WHAT THE EXERCISE ASKS:
Search the listing below for the word "ContextWriter" and copy each line that holds it.

EXCERPTED DATA:
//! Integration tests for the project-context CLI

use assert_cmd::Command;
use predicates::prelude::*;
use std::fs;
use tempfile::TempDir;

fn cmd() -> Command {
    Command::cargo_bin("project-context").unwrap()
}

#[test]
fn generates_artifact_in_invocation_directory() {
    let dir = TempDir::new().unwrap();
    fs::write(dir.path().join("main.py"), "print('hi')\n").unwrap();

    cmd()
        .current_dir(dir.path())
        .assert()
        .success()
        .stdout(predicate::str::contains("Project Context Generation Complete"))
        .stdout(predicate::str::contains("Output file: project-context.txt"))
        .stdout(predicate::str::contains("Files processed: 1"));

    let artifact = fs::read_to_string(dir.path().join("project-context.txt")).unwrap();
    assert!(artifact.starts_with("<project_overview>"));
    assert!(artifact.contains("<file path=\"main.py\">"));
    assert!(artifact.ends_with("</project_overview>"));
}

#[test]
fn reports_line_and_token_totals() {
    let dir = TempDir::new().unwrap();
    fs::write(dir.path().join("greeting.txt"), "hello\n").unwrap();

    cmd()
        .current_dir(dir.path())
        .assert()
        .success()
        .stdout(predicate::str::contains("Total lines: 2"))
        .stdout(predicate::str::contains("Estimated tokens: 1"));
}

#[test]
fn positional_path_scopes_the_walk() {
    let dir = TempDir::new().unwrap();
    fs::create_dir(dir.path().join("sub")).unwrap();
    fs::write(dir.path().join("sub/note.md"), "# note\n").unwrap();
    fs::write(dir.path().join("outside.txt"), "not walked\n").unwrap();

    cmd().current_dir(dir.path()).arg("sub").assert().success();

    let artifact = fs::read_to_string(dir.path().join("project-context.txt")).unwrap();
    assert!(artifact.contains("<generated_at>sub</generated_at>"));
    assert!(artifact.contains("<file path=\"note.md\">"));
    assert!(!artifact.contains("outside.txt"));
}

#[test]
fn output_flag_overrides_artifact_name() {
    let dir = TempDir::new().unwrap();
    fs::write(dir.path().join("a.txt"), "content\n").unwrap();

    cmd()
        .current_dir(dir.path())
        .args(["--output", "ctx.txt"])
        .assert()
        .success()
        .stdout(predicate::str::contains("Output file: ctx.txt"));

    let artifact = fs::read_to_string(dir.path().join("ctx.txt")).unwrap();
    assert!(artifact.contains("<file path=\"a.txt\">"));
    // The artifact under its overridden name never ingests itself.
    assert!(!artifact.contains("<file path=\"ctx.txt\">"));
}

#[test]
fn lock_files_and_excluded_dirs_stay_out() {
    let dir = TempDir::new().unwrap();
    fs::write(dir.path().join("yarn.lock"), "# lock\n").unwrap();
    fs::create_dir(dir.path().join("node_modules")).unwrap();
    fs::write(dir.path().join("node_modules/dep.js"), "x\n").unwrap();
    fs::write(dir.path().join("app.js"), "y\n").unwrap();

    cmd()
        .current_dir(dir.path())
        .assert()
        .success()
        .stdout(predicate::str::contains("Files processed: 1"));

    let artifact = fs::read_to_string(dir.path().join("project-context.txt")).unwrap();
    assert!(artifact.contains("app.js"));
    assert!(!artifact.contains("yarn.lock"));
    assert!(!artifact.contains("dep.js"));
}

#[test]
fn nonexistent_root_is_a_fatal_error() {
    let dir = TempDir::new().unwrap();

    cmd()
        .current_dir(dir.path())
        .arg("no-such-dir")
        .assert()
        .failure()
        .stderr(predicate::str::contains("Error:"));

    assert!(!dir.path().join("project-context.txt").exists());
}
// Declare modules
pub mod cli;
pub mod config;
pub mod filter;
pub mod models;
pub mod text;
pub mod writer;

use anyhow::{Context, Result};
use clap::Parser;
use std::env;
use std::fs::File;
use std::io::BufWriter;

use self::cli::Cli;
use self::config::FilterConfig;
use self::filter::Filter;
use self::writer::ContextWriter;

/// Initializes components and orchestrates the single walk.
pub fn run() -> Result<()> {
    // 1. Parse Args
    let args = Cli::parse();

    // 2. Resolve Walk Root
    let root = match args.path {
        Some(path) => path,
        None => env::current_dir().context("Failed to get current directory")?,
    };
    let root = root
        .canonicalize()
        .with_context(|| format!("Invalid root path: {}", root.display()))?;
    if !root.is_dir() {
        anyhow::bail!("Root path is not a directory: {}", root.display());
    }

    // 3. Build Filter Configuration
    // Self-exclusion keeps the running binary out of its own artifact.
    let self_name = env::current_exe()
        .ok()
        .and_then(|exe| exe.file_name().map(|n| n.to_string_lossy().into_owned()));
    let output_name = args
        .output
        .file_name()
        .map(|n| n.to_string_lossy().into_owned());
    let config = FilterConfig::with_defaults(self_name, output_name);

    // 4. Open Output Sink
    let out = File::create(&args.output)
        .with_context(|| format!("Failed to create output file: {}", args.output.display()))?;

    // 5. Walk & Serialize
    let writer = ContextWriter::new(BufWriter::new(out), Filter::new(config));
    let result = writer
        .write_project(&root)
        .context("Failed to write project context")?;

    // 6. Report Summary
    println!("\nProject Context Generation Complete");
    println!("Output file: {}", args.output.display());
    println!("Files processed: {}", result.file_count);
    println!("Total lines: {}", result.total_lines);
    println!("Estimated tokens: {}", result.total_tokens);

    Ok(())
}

--

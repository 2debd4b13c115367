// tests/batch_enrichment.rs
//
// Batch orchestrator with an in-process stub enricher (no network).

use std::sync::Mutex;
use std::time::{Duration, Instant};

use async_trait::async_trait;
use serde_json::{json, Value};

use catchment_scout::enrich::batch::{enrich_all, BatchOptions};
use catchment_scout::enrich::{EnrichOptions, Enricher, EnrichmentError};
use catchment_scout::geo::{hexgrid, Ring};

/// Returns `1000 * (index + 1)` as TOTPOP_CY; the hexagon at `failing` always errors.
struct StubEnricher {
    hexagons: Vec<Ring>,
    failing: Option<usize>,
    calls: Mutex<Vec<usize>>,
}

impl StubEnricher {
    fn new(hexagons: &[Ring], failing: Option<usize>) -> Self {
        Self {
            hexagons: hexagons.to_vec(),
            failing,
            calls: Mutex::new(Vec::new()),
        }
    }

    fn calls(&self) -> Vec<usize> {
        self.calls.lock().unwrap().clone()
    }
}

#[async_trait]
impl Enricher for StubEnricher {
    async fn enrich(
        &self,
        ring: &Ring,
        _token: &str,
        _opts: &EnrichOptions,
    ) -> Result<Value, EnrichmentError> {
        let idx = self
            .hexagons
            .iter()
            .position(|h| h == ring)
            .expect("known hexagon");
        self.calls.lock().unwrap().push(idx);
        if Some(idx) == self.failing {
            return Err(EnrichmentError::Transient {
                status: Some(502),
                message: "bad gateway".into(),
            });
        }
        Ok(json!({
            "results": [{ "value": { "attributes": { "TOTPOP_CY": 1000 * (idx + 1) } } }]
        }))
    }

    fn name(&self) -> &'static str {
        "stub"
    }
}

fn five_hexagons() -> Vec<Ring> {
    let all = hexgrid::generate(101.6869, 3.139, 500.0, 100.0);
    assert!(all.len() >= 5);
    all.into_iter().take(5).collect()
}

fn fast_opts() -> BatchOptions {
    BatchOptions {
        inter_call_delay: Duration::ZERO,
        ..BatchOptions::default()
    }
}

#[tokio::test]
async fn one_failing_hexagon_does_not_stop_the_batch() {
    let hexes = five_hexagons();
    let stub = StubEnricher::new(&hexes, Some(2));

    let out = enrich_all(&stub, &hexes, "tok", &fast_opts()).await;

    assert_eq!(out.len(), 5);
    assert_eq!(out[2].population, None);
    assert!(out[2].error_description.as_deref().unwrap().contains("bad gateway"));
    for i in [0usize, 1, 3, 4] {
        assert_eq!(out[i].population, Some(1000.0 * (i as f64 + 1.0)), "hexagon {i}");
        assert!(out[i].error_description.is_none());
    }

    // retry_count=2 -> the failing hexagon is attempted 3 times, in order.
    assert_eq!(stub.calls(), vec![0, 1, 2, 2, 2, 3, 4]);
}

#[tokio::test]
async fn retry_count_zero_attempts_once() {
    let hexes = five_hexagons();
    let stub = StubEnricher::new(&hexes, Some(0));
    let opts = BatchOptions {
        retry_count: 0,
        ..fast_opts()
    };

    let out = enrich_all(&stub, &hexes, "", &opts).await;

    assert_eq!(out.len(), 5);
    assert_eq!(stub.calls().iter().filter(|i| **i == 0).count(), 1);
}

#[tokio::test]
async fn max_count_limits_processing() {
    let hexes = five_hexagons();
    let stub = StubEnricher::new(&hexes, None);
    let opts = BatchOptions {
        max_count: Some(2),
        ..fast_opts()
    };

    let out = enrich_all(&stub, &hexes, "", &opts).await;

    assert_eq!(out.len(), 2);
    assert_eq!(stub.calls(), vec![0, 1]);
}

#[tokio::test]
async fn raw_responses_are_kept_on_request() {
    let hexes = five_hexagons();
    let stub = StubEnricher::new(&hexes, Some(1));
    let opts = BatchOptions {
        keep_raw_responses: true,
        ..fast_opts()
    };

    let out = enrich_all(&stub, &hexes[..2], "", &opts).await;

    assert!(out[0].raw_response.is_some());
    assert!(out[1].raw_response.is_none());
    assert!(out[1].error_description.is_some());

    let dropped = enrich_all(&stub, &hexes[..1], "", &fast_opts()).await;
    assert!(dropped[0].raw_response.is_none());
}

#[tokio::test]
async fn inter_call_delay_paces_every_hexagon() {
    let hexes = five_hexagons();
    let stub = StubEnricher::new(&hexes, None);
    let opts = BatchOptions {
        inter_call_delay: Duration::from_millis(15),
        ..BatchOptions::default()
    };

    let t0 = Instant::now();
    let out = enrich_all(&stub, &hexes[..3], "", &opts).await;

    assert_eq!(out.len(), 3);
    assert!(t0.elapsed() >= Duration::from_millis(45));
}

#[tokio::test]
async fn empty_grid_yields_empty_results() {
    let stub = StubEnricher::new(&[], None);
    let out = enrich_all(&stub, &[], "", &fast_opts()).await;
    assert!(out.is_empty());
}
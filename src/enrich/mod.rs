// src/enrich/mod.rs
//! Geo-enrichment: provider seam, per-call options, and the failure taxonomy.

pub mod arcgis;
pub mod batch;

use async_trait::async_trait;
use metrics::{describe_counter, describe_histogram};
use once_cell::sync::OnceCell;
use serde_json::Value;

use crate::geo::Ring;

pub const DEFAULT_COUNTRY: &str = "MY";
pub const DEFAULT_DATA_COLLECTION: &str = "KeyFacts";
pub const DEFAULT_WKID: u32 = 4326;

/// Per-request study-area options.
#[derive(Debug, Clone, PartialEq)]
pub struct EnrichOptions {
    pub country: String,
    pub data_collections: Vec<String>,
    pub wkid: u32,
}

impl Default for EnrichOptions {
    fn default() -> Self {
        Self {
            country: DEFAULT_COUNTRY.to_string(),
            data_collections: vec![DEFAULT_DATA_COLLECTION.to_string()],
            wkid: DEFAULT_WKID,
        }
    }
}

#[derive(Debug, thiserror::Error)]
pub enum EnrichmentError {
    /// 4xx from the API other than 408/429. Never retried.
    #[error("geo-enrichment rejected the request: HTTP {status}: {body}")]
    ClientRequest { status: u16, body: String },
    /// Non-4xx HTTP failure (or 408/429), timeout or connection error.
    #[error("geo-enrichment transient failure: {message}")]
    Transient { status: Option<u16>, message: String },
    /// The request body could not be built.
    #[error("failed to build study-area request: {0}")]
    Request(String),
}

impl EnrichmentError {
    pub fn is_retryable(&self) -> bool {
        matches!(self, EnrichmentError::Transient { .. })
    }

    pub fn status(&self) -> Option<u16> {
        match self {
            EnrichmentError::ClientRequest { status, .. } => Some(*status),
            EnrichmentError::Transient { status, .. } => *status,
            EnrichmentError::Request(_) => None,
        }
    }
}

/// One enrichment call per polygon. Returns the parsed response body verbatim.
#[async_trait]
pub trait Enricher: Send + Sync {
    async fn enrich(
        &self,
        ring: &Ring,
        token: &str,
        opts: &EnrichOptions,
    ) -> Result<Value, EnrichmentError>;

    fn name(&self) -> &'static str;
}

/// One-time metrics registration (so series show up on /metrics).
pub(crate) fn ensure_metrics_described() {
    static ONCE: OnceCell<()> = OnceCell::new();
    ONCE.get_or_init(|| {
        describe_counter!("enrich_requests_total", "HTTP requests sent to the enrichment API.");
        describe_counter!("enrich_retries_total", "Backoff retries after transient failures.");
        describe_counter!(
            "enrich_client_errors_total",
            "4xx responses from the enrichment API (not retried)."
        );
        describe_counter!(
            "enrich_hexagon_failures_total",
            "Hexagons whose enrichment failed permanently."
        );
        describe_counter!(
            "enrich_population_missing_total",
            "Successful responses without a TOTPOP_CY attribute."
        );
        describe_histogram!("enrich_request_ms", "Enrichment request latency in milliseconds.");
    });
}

==

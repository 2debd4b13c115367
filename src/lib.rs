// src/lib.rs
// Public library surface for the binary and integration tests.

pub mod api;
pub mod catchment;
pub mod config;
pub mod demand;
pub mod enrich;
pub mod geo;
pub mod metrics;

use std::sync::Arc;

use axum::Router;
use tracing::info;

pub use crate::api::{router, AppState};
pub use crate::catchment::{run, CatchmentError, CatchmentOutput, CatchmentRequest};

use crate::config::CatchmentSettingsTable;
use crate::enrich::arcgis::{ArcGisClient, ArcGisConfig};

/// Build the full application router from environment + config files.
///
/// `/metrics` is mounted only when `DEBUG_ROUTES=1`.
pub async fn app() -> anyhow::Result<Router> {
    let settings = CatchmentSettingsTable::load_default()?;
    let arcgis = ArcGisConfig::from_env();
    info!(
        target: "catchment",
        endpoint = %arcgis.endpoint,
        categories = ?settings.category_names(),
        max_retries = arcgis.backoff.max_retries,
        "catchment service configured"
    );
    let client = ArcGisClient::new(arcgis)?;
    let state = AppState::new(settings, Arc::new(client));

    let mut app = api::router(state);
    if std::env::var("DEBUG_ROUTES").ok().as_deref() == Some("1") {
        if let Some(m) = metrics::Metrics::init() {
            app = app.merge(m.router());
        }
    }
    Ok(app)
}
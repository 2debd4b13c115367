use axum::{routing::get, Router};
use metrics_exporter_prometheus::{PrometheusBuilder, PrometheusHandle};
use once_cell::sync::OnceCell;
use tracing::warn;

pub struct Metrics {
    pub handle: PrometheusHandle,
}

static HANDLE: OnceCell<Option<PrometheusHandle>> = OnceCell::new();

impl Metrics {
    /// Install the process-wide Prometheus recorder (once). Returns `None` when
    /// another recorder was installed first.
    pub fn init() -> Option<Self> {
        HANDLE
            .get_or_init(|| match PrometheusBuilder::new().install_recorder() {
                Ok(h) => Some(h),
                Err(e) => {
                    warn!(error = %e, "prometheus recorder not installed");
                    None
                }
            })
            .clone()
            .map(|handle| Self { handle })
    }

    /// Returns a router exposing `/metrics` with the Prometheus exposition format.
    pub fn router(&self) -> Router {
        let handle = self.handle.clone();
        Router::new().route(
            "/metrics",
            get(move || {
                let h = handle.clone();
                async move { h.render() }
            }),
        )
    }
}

TASK RESULT:
use self::writer::ContextWriter;
    let writer = ContextWriter::new(BufWriter::new(out), Filter::new(config));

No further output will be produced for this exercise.